• [Exercise instructions]: Check every line below for the word "static" and copy the ones that have it.

━━━━━━━━━━━━━━━━

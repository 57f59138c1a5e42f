//! Sanitizer detection.
//!
//! No single toolchain exposes a uniform sanitizer-detection API: some
//! report instrumentation through the feature facility, some through a
//! predefined marker, some through both. Detection therefore ORs both
//! signals per instrumentation kind; absence of both simply means "not
//! active", never an error.

use std::fmt;

use serde::{Deserialize, Serialize};

use crate::profile::Toolchain;

/// An instrumentation kind the build may have enabled.
#[derive(Debug, Clone, Copy, PartialEq, Eq, PartialOrd, Ord, Hash, Serialize, Deserialize)]
#[serde(rename_all = "kebab-case")]
pub enum Sanitizer {
    Address,
    Thread,
    Memory,
    Dataflow,
    UndefinedBehavior,
}

impl Sanitizer {
    /// All instrumentation kinds, in a fixed order.
    pub const ALL: [Sanitizer; 5] = [
        Sanitizer::Address,
        Sanitizer::Thread,
        Sanitizer::Memory,
        Sanitizer::Dataflow,
        Sanitizer::UndefinedBehavior,
    ];

    /// The name the feature facility answers for this kind.
    pub fn feature_name(&self) -> &'static str {
        match self {
            Sanitizer::Address => "address_sanitizer",
            Sanitizer::Thread => "thread_sanitizer",
            Sanitizer::Memory => "memory_sanitizer",
            Sanitizer::Dataflow => "dataflow_sanitizer",
            Sanitizer::UndefinedBehavior => "undefined_behavior_sanitizer",
        }
    }

    /// The marker some toolchains predefine for this kind.
    ///
    /// The undefined-behavior spelling really is `__SANITIZER_UNDEFINED__`
    /// in the deployed toolchain matrix, not `__SANITIZE_UNDEFINED__`.
    pub fn marker_name(&self) -> &'static str {
        match self {
            Sanitizer::Address => "__SANITIZE_ADDRESS__",
            Sanitizer::Thread => "__SANITIZE_THREAD__",
            Sanitizer::Memory => "__SANITIZE_MEMORY__",
            Sanitizer::Dataflow => "__SANITIZE_DATAFLOW__",
            Sanitizer::UndefinedBehavior => "__SANITIZER_UNDEFINED__",
        }
    }
}

impl fmt::Display for Sanitizer {
    fn fmt(&self, f: &mut fmt::Formatter<'_>) -> fmt::Result {
        let name = match self {
            Sanitizer::Address => "address",
            Sanitizer::Thread => "thread",
            Sanitizer::Memory => "memory",
            Sanitizer::Dataflow => "dataflow",
            Sanitizer::UndefinedBehavior => "undefined-behavior",
        };
        write!(f, "{name}")
    }
}

impl Toolchain {
    /// Is the given instrumentation kind active in this build?
    ///
    /// True when either the feature facility reports it or the toolchain
    /// predefines the kind's marker. Address instrumentation additionally
    /// counts the hardware-assisted variant.
    pub fn sanitizer_active(&self, kind: Sanitizer) -> bool {
        let by_feature = self.probes.has_feature(kind.feature_name())
            || (kind == Sanitizer::Address && self.probes.has_feature("hwaddress_sanitizer"));
        by_feature || self.has_marker(kind.marker_name())
    }

    /// Is any instrumentation kind active in this build?
    pub fn any_sanitizer_active(&self) -> bool {
        Sanitizer::ALL.iter().any(|&k| self.sanitizer_active(k))
    }
}
//! `veneer template` — `.toolchain.toml` scaffolding.

use std::path::Path;

use anyhow::{Context, Result};
use veneer_toolchain::generate_template;

/// Generate a toolchain profile template, to a file or stdout.
pub fn run(name: &str, out: Option<&Path>) -> Result<()> {
    let template = generate_template(name)?;
    match out {
        Some(path) => {
            std::fs::write(path, &template)
                .with_context(|| format!("writing {}", path.display()))?;
            println!("Wrote {}", path.display());
        }
        None => print!("{template}"),
    }
    Ok(())
}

━━━━━━━━━━━━━━━━

• [Response for this exercise]:
    pub fn feature_name(&self) -> &'static str {
    pub fn marker_name(&self) -> &'static str {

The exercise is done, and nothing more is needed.